A federal judge has issued a preliminary injunction blocking the Trump Administration’s attempts to ban downloads of the Chinese-owned social media app WeChat on Apple and Google, citing First Amendment concerns.
U.S. Magistrate Judge Laurel Beeler said that WeChat “serves as a virtual public square for the Chinese-speaking and Chinese-American community in the United States and is (as a practical matter) their only means of communication.” She added in her written ruling dated Saturday and released early Sunday that government attempts to ban the service on app stores and severely limit functions for existing users “forecloses meaningful access to communication in their community and thereby operates as a prior restraint on their right to free speech.”
The Trump Administration has argued that WeChat, which is owned by Chinese company Tencent, is a national security risk because the Chinese government can use the app to disseminate propaganda and steal private data from users.
Judge Beeler acknowledged that there are legitimate national security concerns, but also said that the U.S. Department of Commerce “has put in scant little evidence that its effective ban of WeChat for all U.S. users addresses those concerns.
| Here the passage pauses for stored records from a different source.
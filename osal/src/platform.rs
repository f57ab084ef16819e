//! Platform hooks: the idle loop, and capabilities the host doesn't offer
//!
//! The interrupt, heap and FPU calls answer `NotImplemented` so
//! applications can check for the capability instead of getting a silent
//! no-op.

use crate::error::{OsalError, OsalResult};
use crate::{lock, Osal};
use kernel_api::{HostSemaphore, Wait};
use serde::Serialize;
use std::sync::atomic::Ordering;
use std::sync::Arc;

/// Heap statistics
#[derive(Debug, Clone, Copy, Default, PartialEq, Eq, Serialize)]
pub struct HeapInfo {
    pub free_bytes: usize,
    pub free_blocks: usize,
    pub largest_free_block: usize,
}

impl Osal {
    fn shutdown_gate(&self) -> OsalResult<Arc<dyn HostSemaphore>> {
        let mut gate = lock(&self.shutdown_gate);
        if let Some(sem) = gate.as_ref() {
            return Ok(Arc::clone(sem));
        }
        let sem = self
            .kernel
            .create_binary_semaphore(0)
            .map_err(|e| OsalError::Failure(e.to_string()))?;
        *gate = Some(Arc::clone(&sem));
        Ok(sem)
    }

    /// Parks the calling thread until shutdown is requested
    ///
    /// Meant for the startup thread once the application's tasks are
    /// running. Wake-ups without a shutdown request go back to sleep.
    pub fn idle_loop(&self) -> OsalResult<()> {
        let gate = self.shutdown_gate()?;
        while !self.shutdown_requested() {
            gate.take(Wait::Forever)
                .map_err(|e| OsalError::Failure(e.to_string()))?;
        }
        self.logger.info(|e| e, "idle loop released for shutdown");
        Ok(())
    }

    /// Wakes [`Osal::idle_loop`]; `should_shutdown` makes it return
    pub fn application_shutdown(&self, should_shutdown: bool) -> OsalResult<()> {
        if should_shutdown {
            self.shutdown_requested.store(true, Ordering::Release);
        }
        self.shutdown_gate()?
            .give()
            .map_err(|e| OsalError::Failure(e.to_string()))
    }

    pub fn shutdown_requested(&self) -> bool {
        self.shutdown_requested.load(Ordering::Acquire)
    }

    pub fn int_attach_handler<F>(&self, _vector: u32, _handler: F) -> OsalResult<()>
    where
        F: Fn(u32) + Send + Sync + 'static,
    {
        Err(OsalError::NotImplemented("interrupt attach"))
    }

    pub fn int_lock(&self) -> OsalResult<u32> {
        Err(OsalError::NotImplemented("interrupt lock"))
    }

    pub fn int_unlock(&self, _level: u32) -> OsalResult<()> {
        Err(OsalError::NotImplemented("interrupt unlock"))
    }

    pub fn int_enable(&self, _level: u32) -> OsalResult<()> {
        Err(OsalError::NotImplemented("interrupt enable"))
    }

    pub fn int_disable(&self, _level: u32) -> OsalResult<()> {
        Err(OsalError::NotImplemented("interrupt disable"))
    }

    pub fn int_set_mask(&self, _mask: u32) -> OsalResult<()> {
        Err(OsalError::NotImplemented("interrupt mask"))
    }

    pub fn int_get_mask(&self) -> OsalResult<u32> {
        Err(OsalError::NotImplemented("interrupt mask"))
    }

    pub fn heap_get_info(&self) -> OsalResult<HeapInfo> {
        Err(OsalError::NotImplemented("heap info"))
    }

    pub fn fpu_exc_attach_handler<F>(&self, _trap: u32, _handler: F) -> OsalResult<()>
    where
        F: Fn(u32) + Send + Sync + 'static,
    {
        Err(OsalError::NotImplemented("fpu exception handler"))
    }

    pub fn fpu_exc_enable(&self, _trap: u32) -> OsalResult<()> {
        Err(OsalError::NotImplemented("fpu exception enable"))
    }

    pub fn fpu_exc_disable(&self, _trap: u32) -> OsalResult<()> {
        Err(OsalError::NotImplemented("fpu exception disable"))
    }

    pub fn fpu_exc_set_mask(&self, _mask: u32) -> OsalResult<()> {
        Err(OsalError::NotImplemented("fpu exception mask"))
    }

    pub fn fpu_exc_get_mask(&self) -> OsalResult<u32> {
        Err(OsalError::NotImplemented("fpu exception mask"))
    }
}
And, as the plaintiffs point out, there are obvious alternatives to a complete ban, such as barring WeChat from government devices, as Australia has done, or taking other steps to address data security.”
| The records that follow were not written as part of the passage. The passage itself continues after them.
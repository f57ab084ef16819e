//! Recursive mutexes

use crate::context::CallerContext;
use crate::error::{OsalError, OsalResult};
use crate::Osal;
use core_types::{ObjectId, ObjectKind};
use kernel_api::{HostMutex, Wait};
use serde::Serialize;
use std::sync::Arc;

pub struct MutexRecord {
    host: Arc<dyn HostMutex>,
}

#[derive(Debug, Clone, PartialEq, Eq, Serialize)]
pub struct MutexInfo {
    pub name: String,
    pub creator: ObjectId,
}

impl Osal {
    pub fn mut_sem_create(&self, caller: CallerContext, name: &str) -> OsalResult<ObjectId> {
        self.create_object(&self.mutexes, caller, Some(name), |_, _| {
            let host = self
                .kernel
                .create_mutex()
                .map_err(|e| OsalError::allocation(ObjectKind::Mutex, e))?;
            Ok(MutexRecord { host })
        })
    }

    /// Deletes the mutex even while held; blocked takers fail
    pub fn mut_sem_delete(&self, id: ObjectId) -> OsalResult<()> {
        self.delete_object(&self.mutexes, id, |record| {
            record.payload().host.destroy();
            Ok(())
        })?;
        Ok(())
    }

    /// Releases one level of ownership; only the owner may give
    pub fn mut_sem_give(&self, id: ObjectId) -> OsalResult<()> {
        let record = self.mutexes.lookup(id)?;
        record
            .payload()
            .host
            .unlock()
            .map_err(|_| OsalError::SemFailure)
    }

    pub fn mut_sem_take(&self, id: ObjectId) -> OsalResult<()> {
        let record = self.mutexes.lookup(id)?;
        record
            .payload()
            .host
            .lock(Wait::Forever)
            .map_err(|_| OsalError::SemFailure)
    }

    pub fn mut_sem_get_info(&self, id: ObjectId) -> OsalResult<MutexInfo> {
        let record = self.mutexes.lookup(id)?;
        Ok(MutexInfo {
            name: record.name().unwrap_or_default().to_string(),
            creator: record.creator(),
        })
    }

    pub fn mut_sem_get_id_by_name(&self, name: &str) -> OsalResult<ObjectId> {
        Ok(self.mutexes.find_by_name(name)?)
    }
}
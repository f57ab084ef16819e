//! Kernel error types

use thiserror::Error;

/// Errors that can occur when interacting with the host kernel
#[derive(Debug, Error, Clone, PartialEq, Eq)]
pub enum KernelError {
    /// Task spawn failed
    #[error("Failed to spawn task: {0}")]
    SpawnFailed(String),

    /// No such host task
    #[error("Task not found")]
    TaskNotFound,

    /// A bounded wait expired
    #[error("Operation timed out")]
    Timeout,

    /// The calling task has been asked to terminate
    #[error("Task cancelled")]
    Cancelled,

    /// The primitive was destroyed while (or before) the caller used it
    #[error("Primitive destroyed")]
    Destroyed,

    /// Queue is full
    #[error("Queue full")]
    Full,

    /// Queue is empty and the caller asked not to wait
    #[error("Queue empty")]
    Empty,

    /// Message exceeds the queue's item size
    #[error("Message too large: {size} > {max}")]
    MessageTooLarge { size: usize, max: usize },

    /// Semaphore would exceed its maximum count
    #[error("Semaphore count overflow")]
    Overflow,

    /// Mutex released by a task that doesn't hold it
    #[error("Caller does not own the mutex")]
    NotOwner,

    /// Non-blocking operation had nothing to do
    #[error("Operation would block")]
    WouldBlock,

    /// A blocking call was interrupted by an internal signal
    #[error("Interrupted")]
    Interrupted,

    /// Argument rejected by the kernel
    #[error("Invalid argument: {0}")]
    InvalidArgument(String),

    /// Resource exhausted
    #[error("Resource exhausted: {0}")]
    ResourceExhausted(String),

    /// Capability not available on this host
    #[error("Not supported: {0}")]
    NotSupported(String),

    /// Socket-layer failure
    #[error("Network error: {0}")]
    Network(String),
}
Beeler’s ruling comes after the Trump administration announced a delay on their plans to ban the popular social media app TikTok after Trump agreed “in concept” to a proposed bid by Oracle to buy U.S. operations of the app from current owner ByteDance, creating a new entity called TikTokGlobal that will be based in the United States.
But this ruling will impact the decision to allow TikTok to continue operating, according to an individual with knowledge of the discussion. A great deal of confusion continues to surround the deal to allow Oracle and Walmart to buy a minority stake in TikTok, and within the White House debate continues over whether this resolves the core security issue over China’s control of the app.
A White House spokesperson did not respond to a request for comment.
Sharon Waxman contributed to this report.